Show all the lines in the data below that include the word "PartialEq".

▽

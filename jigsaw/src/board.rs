use std::cell::OnceCell;

use image::RgbaImage;
use rand::rngs::StdRng;
use rand::{Rng, SeedableRng};

use crate::config::{ClampPolicy, Placement, PuzzleConfig};
use crate::draw_order::DrawOrder;
use crate::error::{PuzzleError, Result};
use crate::geometry::{GridSize, PieceId, PieceKind};
use crate::group::{GroupId, Groups};
use crate::masks::MaskSet;
use crate::slicer::{PieceSprites, Slicer};

/// Axis-aligned rectangle in board space.
#[derive(Debug, Clone, Copy, PartialEq)]
pub struct BoardRect {
    pub x: f32,
    pub y: f32,
    pub w: f32,
    pub h: f32,
}

impl BoardRect {
    pub fn new(x: f32, y: f32, w: f32, h: f32) -> Self {
        Self { x, y, w, h }
    }

    pub fn right(&self) -> f32 {
        self.x + self.w
    }

    pub fn bottom(&self) -> f32 {
        self.y + self.h
    }

    /// Interiors overlap; touching edges do not count.
    pub fn overlaps(&self, other: &BoardRect) -> bool {
        self.x < other.right()
            && self.right() > other.x
            && self.y < other.bottom()
            && self.bottom() > other.y
    }

    pub fn intersect(&self, other: &BoardRect) -> Option<BoardRect> {
        let x0 = self.x.max(other.x);
        let y0 = self.y.max(other.y);
        let x1 = self.right().min(other.right());
        let y1 = self.bottom().min(other.bottom());
        if x0 >= x1 || y0 >= y1 {
            return None;
        }
        Some(BoardRect::new(x0, y0, x1 - x0, y1 - y0))
    }

    pub fn contains_rect(&self, other: &BoardRect) -> bool {
        other.x >= self.x
            && other.y >= self.y
            && other.right() <= self.right()
            && other.bottom() <= self.bottom()
    }
}

#[derive(Debug, Clone)]
pub struct Piece {
    row: u32,
    col: u32,
    kind: PieceKind,
    tab_extent_x: f32,
    tab_extent_y: f32,
    sprites: PieceSprites,
    pub(crate) x: f32,
    pub(crate) y: f32,
    pub(crate) flattened: bool,
    pub(crate) neighbors: OnceCell<Vec<PieceId>>,
}

impl Piece {
    pub fn row(&self) -> u32 {
        self.row
    }

    pub fn col(&self) -> u32 {
        self.col
    }

    pub fn kind(&self) -> PieceKind {
        self.kind
    }

    pub fn tab_extent(&self) -> (f32, f32) {
        (self.tab_extent_x, self.tab_extent_y)
    }

    /// Top-left of the base cell.
    pub fn position(&self) -> (f32, f32) {
        (self.x, self.y)
    }

    pub fn is_flattened(&self) -> bool {
        self.flattened
    }

    pub fn sprites(&self) -> &PieceSprites {
        &self.sprites
    }

    /// What is painted right now: the plain crop once flattened, the stencilled one before.
    pub fn sprite(&self) -> &RgbaImage {
        if self.flattened {
            &self.sprites.plain
        } else {
            &self.sprites.masked
        }
    }

    pub fn sprite_origin(&self) -> (f32, f32) {
        let (dx, dy) = self.kind.anchor_offset(self.tab_extent_x, self.tab_extent_y);
        (self.x + dx, self.y + dy)
    }

    pub fn sprite_bounds(&self) -> BoardRect {
        let (sx, sy) = self.sprite_origin();
        let (w, h) = self.sprites.size();
        BoardRect::new(sx, sy, w as f32, h as f32)
    }
}

#[derive(Debug, Clone)]
pub struct Board {
    pub(crate) grid: GridSize,
    image_width: u32,
    image_height: u32,
    pub(crate) cell_width: f32,
    pub(crate) cell_height: f32,
    pub(crate) origin_x: f32,
    pub(crate) origin_y: f32,
    width: f32,
    height: f32,
    pub(crate) connect_tolerance: f32,
    clamp_policy: ClampPolicy,
    pub(crate) render_optimization: bool,
    pub(crate) pieces: Vec<Piece>,
    pub(crate) groups: Groups,
    pub(crate) draw_order: DrawOrder,
}

impl Board {
    /// Slices `source` and lays the pieces out with the placement resolved from `config`.
    pub fn build(
        source: &RgbaImage,
        masks: &MaskSet,
        grid: GridSize,
        config: &PuzzleConfig,
    ) -> Result<Self> {
        Self::with_placement(source, masks, grid, config, config.resolve_placement())
    }

    pub fn with_placement(
        source: &RgbaImage,
        masks: &MaskSet,
        grid: GridSize,
        config: &PuzzleConfig,
        placement: Placement,
    ) -> Result<Self> {
        if config.margin == 0 {
            return Err(PuzzleError::InvalidConfig(
                "margin must be at least 1 so pieces have room around the solved area".into(),
            ));
        }

        let slicer = Slicer::new(source, masks, grid)?;
        let metrics = slicer.metrics();
        let (image_width, image_height) = source.dimensions();
        let span = (2 * config.margin + 1) as f32;

        let pieces = slicer
            .slice_all()
            .into_iter()
            .map(|sliced| Piece {
                row: sliced.row,
                col: sliced.col,
                kind: sliced.kind,
                tab_extent_x: metrics.tab_extent_x,
                tab_extent_y: metrics.tab_extent_y,
                sprites: sliced.sprites,
                x: 0.0,
                y: 0.0,
                flattened: false,
                neighbors: OnceCell::new(),
            })
            .collect::<Vec<_>>();

        let len = pieces.len();
        let mut board = Self {
            grid,
            image_width,
            image_height,
            cell_width: metrics.cell_width,
            cell_height: metrics.cell_height,
            origin_x: image_width as f32 * config.margin as f32,
            origin_y: image_height as f32 * config.margin as f32,
            width: image_width as f32 * span,
            height: image_height as f32 * span,
            connect_tolerance: metrics.cell_width.min(metrics.cell_height)
                / config.tolerance_divisor,
            clamp_policy: config.clamp_policy,
            render_optimization: config.render_optimization,
            pieces,
            groups: Groups::new(len),
            draw_order: DrawOrder::new(len),
        };

        match placement {
            Placement::PreSolved => board.place_solved(),
            Placement::Scattered { seed } => board.scatter(seed),
        }

        tracing::info!(
            cols = grid.cols(),
            rows = grid.rows(),
            image_width,
            image_height,
            board_width = board.width,
            board_height = board.height,
            ?placement,
            "board built"
        );
        Ok(board)
    }

    fn place_solved(&mut self) {
        for id in 0..self.pieces.len() {
            let (x, y) = self.solved_position(id);
            let piece = &mut self.pieces[id];
            piece.x = x;
            piece.y = y;
        }
    }

    /// Puts every piece outside the solved rectangle: a coin picks a horizontal or vertical
    /// displacement, a second coin the side, and the free coordinate is uniform.
    fn scatter(&mut self, seed: u64) {
        let mut rng = StdRng::seed_from_u64(seed);
        let solved = self.solved_rect();
        let extent = self.extent();

        for id in 0..self.pieces.len() {
            let bounds = self.pieces[id].sprite_bounds();
            let horizontal_first = rng.random_bool(0.5);

            let x_bands = bands(solved.x, solved.w, extent.w, bounds.w);
            let y_bands = bands(solved.y, solved.h, extent.h, bounds.h);

            let (sx, sy) = match (horizontal_first, x_bands.is_empty(), y_bands.is_empty()) {
                (true, false, _) | (false, false, true) => {
                    let sx = pick_band(&mut rng, &x_bands);
                    let sy = free_coordinate(&mut rng, solved.h, extent.h, bounds.h);
                    (sx, sy)
                }
                (false, _, false) | (true, true, false) => {
                    let sy = pick_band(&mut rng, &y_bands);
                    let sx = free_coordinate(&mut rng, solved.w, extent.w, bounds.w);
                    (sx, sy)
                }
                (_, true, true) => {
                    tracing::warn!(id, "no room outside the solved area, piece overlaps it");
                    (0.0, 0.0)
                }
            };

            let piece = &mut self.pieces[id];
            let (ax, ay) = piece.kind.anchor_offset(piece.tab_extent_x, piece.tab_extent_y);
            piece.x = sx - ax;
            piece.y = sy - ay;
        }
    }

    pub fn grid(&self) -> GridSize {
        self.grid
    }

    pub fn image_size(&self) -> (u32, u32) {
        (self.image_width, self.image_height)
    }

    pub fn cell_size(&self) -> (f32, f32) {
        (self.cell_width, self.cell_height)
    }

    pub fn origin(&self) -> (f32, f32) {
        (self.origin_x, self.origin_y)
    }

    /// Pixel extent of the whole board.
    pub fn extent(&self) -> BoardRect {
        BoardRect::new(0.0, 0.0, self.width, self.height)
    }

    /// Where the assembled image ends up.
    pub fn solved_rect(&self) -> BoardRect {
        BoardRect::new(
            self.origin_x,
            self.origin_y,
            self.image_width as f32,
            self.image_height as f32,
        )
    }

    pub fn solved_position(&self, id: PieceId) -> (f32, f32) {
        let (row, col) = self.grid.position(id);
        (
            self.origin_x + col as f32 * self.cell_width,
            self.origin_y + row as f32 * self.cell_height,
        )
    }

    pub fn connect_tolerance(&self) -> f32 {
        self.connect_tolerance
    }

    pub fn clamp_policy(&self) -> ClampPolicy {
        self.clamp_policy
    }

    pub fn len(&self) -> usize {
        self.pieces.len()
    }

    pub fn is_empty(&self) -> bool {
        self.pieces.is_empty()
    }

    pub fn piece(&self, id: PieceId) -> &Piece {
        &self.pieces[id]
    }

    pub fn piece_at(&self, row: u32, col: u32) -> Option<&Piece> {
        if row >= self.grid.rows() || col >= self.grid.cols() {
            return None;
        }
        self.pieces.get(self.grid.id(row, col))
    }

    pub fn pieces(&self) -> &[Piece] {
        &self.pieces
    }

    /// Back to front.
    pub fn draw_order(&self) -> Vec<PieceId> {
        self.draw_order.sorted()
    }

    pub fn group_of(&self, id: PieceId) -> GroupId {
        self.groups.find(id)
    }

    pub fn group_members(&self, id: PieceId) -> &[PieceId] {
        self.groups.members(id)
    }

    pub fn same_group(&self, a: PieceId, b: PieceId) -> bool {
        self.groups.same_group(a, b)
    }

    pub fn is_locked(&self, id: PieceId) -> bool {
        self.groups.is_locked(id)
    }

    pub fn group_count(&self) -> usize {
        self.groups.roots().count()
    }

    pub fn is_complete(&self) -> bool {
        self.groups.is_complete()
    }

    /// Topmost unlocked piece whose base cell strictly contains the point. The hit piece is
    /// brought to the front.
    pub fn hit_test(&mut self, bx: f32, by: f32) -> Option<PieceId> {
        let hit = (0..self.pieces.len())
            .filter(|&id| {
                let p = &self.pieces[id];
                !self.groups.is_locked(id)
                    && p.x < bx
                    && bx < p.x + self.cell_width
                    && p.y < by
                    && by < p.y + self.cell_height
            })
            .max_by_key(|&id| self.draw_order.stamp(id))?;
        self.draw_order.touch(hit);
        Some(hit)
    }

    /// Drags the whole cluster of `id` by `(dx, dy)`, keeping it on the board per the clamp
    /// policy, and brings it to the front.
    pub fn move_group(&mut self, id: PieceId, dx: f32, dy: f32) {
        let members = self.groups.members(id).to_vec();
        match self.clamp_policy {
            ClampPolicy::CancelAxis => {
                let extent = self.extent();
                let mut dx = dx;
                let mut dy = dy;
                for &m in &members {
                    let b = self.pieces[m].sprite_bounds();
                    if b.x + dx < extent.x || b.right() + dx > extent.right() {
                        dx = 0.0;
                    }
                    if b.y + dy < extent.y || b.bottom() + dy > extent.bottom() {
                        dy = 0.0;
                    }
                    if dx == 0.0 && dy == 0.0 {
                        break;
                    }
                }
                for &m in &members {
                    let p = &mut self.pieces[m];
                    p.x += dx;
                    p.y += dy;
                }
            }
            ClampPolicy::Clamp => {
                let max_x = (self.width - self.cell_width).max(0.0);
                let max_y = (self.height - self.cell_height).max(0.0);
                for &m in &members {
                    let p = &mut self.pieces[m];
                    p.x = (p.x + dx).clamp(0.0, max_x);
                    p.y = (p.y + dy).clamp(0.0, max_y);
                }
            }
        }
        self.draw_order.touch_all(&members);
    }

    /// Moves the cluster of `id` so that `id` sits at `(x, y)`, without bounds checks. Meant for
    /// scripted layouts.
    pub fn place_group(&mut self, id: PieceId, x: f32, y: f32) {
        let dx = x - self.pieces[id].x;
        let dy = y - self.pieces[id].y;
        self.translate_group(id, dx, dy);
    }

    pub(crate) fn translate_group(&mut self, id: PieceId, dx: f32, dy: f32) {
        let members = self.groups.members(id).to_vec();
        for &m in &members {
            let p = &mut self.pieces[m];
            p.x += dx;
            p.y += dy;
        }
    }

    /// Whether translating the cluster of `id` keeps it on the board under the clamp policy.
    pub(crate) fn group_fits(&self, id: PieceId, dx: f32, dy: f32) -> bool {
        let extent = self.extent();
        self.groups.members(id).iter().all(|&m| {
            let p = &self.pieces[m];
            match self.clamp_policy {
                ClampPolicy::CancelAxis => {
                    let b = p.sprite_bounds();
                    extent.contains_rect(&BoardRect::new(b.x + dx, b.y + dy, b.w, b.h))
                }
                ClampPolicy::Clamp => {
                    let x = p.x + dx;
                    let y = p.y + dy;
                    x >= 0.0
                        && y >= 0.0
                        && x <= self.width - self.cell_width
                        && y <= self.height - self.cell_height
                }
            }
        })
    }
}

/// Ranges for the leading edge of a sprite of `size` that keep it entirely before or entirely
/// after `[start, start + span)` while staying inside `[0, total]`. Away from the board edge by
/// half a span where there is room.
fn bands(start: f32, span: f32, total: f32, size: f32) -> Vec<(f32, f32)> {
    let mut out = Vec::with_capacity(2);

    let before_hi = (start - size).floor();
    let before_lo = (span / 2.0).min(before_hi).max(0.0).ceil();
    if before_hi >= before_lo {
        out.push((before_lo, before_hi));
    }

    let after_lo = (start + span).ceil();
    let after_hi = (total - span / 2.0).min(total - size).max(after_lo).floor();
    if after_hi >= after_lo && after_lo + size <= total {
        out.push((after_lo, after_hi));
    }
    out
}

fn pick_band(rng: &mut StdRng, bands: &[(f32, f32)]) -> f32 {
    let (lo, hi) = if bands.len() > 1 && rng.random_bool(0.5) {
        bands[1]
    } else {
        bands[0]
    };
    rng.random_range(lo as i64..=hi as i64) as f32
}

/// Uniform leading edge for the axis that is not displaced.
fn free_coordinate(rng: &mut StdRng, span: f32, total: f32, size: f32) -> f32 {
    let mut lo = (span / 2.0).ceil();
    let mut hi = (total - span / 2.0 - size).floor();
    if hi < lo {
        lo = 0.0;
        hi = (total - size).floor().max(0.0);
    }
    rng.random_range(lo as i64..=hi as i64) as f32
}
//! Engine-level regression helpers built on frame hashes.
//!
//! A scenario is stepped through a `HeadlessRunner`; every recorded state is rendered into an
//! offscreen RGBA buffer by a caller-provided closure and reduced to a SHA-256 digest. Those
//! digests can be compared between runs or against a golden JSON file.

use std::{
    fs,
    io::{self, Write},
    path::Path,
};

use serde::{Deserialize, Serialize};
use sha2::{Digest, Sha256};

use crate::{GameLogic, HeadlessRunner};

pub fn rgba_sha256_hex(rgba: &[u8]) -> String {
    let mut hasher = Sha256::new();
    hasher.update(rgba);
    hex::encode(hasher.finalize())
}

#[derive(Debug, Clone, Serialize, Deserialize, PartialEq, Eq)]
pub struct FrameHashGolden {
    pub version: u32,
    pub name: String,
    pub width: u32,
    pub height: u32,
    pub hash_alg: String,
    /// One hash per recorded state.
    pub hashes: Vec<String>,
}

impl FrameHashGolden {
    pub fn new(name: impl Into<String>, width: u32, height: u32, hashes: Vec<String>) -> Self {
        Self {
            version: 1,
            name: name.into(),
            width,
            height,
            hash_alg: "sha256".to_string(),
            hashes,
        }
    }
}

pub fn load_golden_json(path: impl AsRef<Path>) -> io::Result<FrameHashGolden> {
    let path = path.as_ref();
    let file = fs::File::open(path)?;
    let reader = io::BufReader::new(file);
    serde_json::from_reader(reader).map_err(|e| {
        io::Error::new(
            io::ErrorKind::InvalidData,
            format!("failed parsing golden json {}: {e}", path.display()),
        )
    })
}

pub fn save_golden_json(path: impl AsRef<Path>, golden: &FrameHashGolden) -> io::Result<()> {
    let path = path.as_ref();
    if let Some(parent) = path.parent() {
        if !parent.as_os_str().is_empty() {
            fs::create_dir_all(parent)?;
        }
    }
    let file = fs::File::create(path)?;
    let mut writer = io::BufWriter::new(file);
    serde_json::to_writer_pretty(&mut writer, golden).map_err(io::Error::other)?;
    writer.flush()?;
    Ok(())
}

/// Compares `golden` with the file at `path`; writes the file when it is missing or `update`
/// is set.
pub fn assert_or_update_golden_json(
    path: impl AsRef<Path>,
    golden: &FrameHashGolden,
    update: bool,
) -> io::Result<()> {
    let path = path.as_ref();
    let exists = path.exists();

    if update || !exists {
        save_golden_json(path, golden)?;
        if exists {
            tracing::info!(path = %path.display(), "updated golden");
        } else {
            tracing::info!(path = %path.display(), "wrote golden");
        }
        return Ok(());
    }

    let expected = load_golden_json(path)?;
    if expected.version != golden.version
        || expected.hash_alg != golden.hash_alg
        || expected.width != golden.width
        || expected.height != golden.height
    {
        return Err(io::Error::new(
            io::ErrorKind::InvalidData,
            format!(
                "golden metadata mismatch at {}:\nexpected: v{} alg={} {}x{}\nactual:   v{} alg={} {}x{}",
                path.display(),
                expected.version,
                expected.hash_alg,
                expected.width,
                expected.height,
                golden.version,
                golden.hash_alg,
                golden.width,
                golden.height
            ),
        ));
    }

    if expected.hashes.len() != golden.hashes.len() {
        return Err(io::Error::other(format!(
            "golden frame count mismatch at {}: expected {} hashes, got {}",
            path.display(),
            expected.hashes.len(),
            golden.hashes.len()
        )));
    }

    for (i, (a, b)) in expected.hashes.iter().zip(golden.hashes.iter()).enumerate() {
        if a != b {
            return Err(io::Error::other(format!(
                "golden mismatch at {} (frame {i}):\nexpected: {a}\nactual:   {b}",
                path.display()
            )));
        }
    }

    Ok(())
}

/// Renders every state in the runner's history and hashes each frame.
pub fn history_render_hashes<G, Render>(
    runner: &HeadlessRunner<G>,
    width: u32,
    height: u32,
    mut render: Render,
) -> Vec<String>
where
    G: GameLogic,
    Render: FnMut(&G::State, &mut [u8], u32, u32),
{
    let len = (width as usize)
        .saturating_mul(height as usize)
        .saturating_mul(4);
    let mut buf = vec![0u8; len];
    runner
        .history()
        .iter()
        .map(|state| {
            buf.fill(0);
            render(state, &mut buf, width, height);
            rgba_sha256_hex(&buf)
        })
        .collect()
}

/// Runs `inputs` through two fresh runners and returns both hash sequences.
pub fn run_twice_and_hash<G, Render>(
    game: G,
    inputs: &[G::Input],
    width: u32,
    height: u32,
    mut render: Render,
) -> (Vec<String>, Vec<String>)
where
    G: GameLogic + Clone,
    G::Input: Clone,
    Render: FnMut(&G::State, &mut [u8], u32, u32),
{
    let mut first = HeadlessRunner::new(game.clone());
    first.run(inputs.iter().cloned());
    let mut second = HeadlessRunner::new(game);
    second.run(inputs.iter().cloned());

    (
        history_render_hashes(&first, width, height, &mut render),
        history_render_hashes(&second, width, height, &mut render),
    )
}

△

> [Solution for this task]:
#[derive(Debug, Clone, Copy, PartialEq)]
#[derive(Debug, Clone, Serialize, Deserialize, PartialEq, Eq)]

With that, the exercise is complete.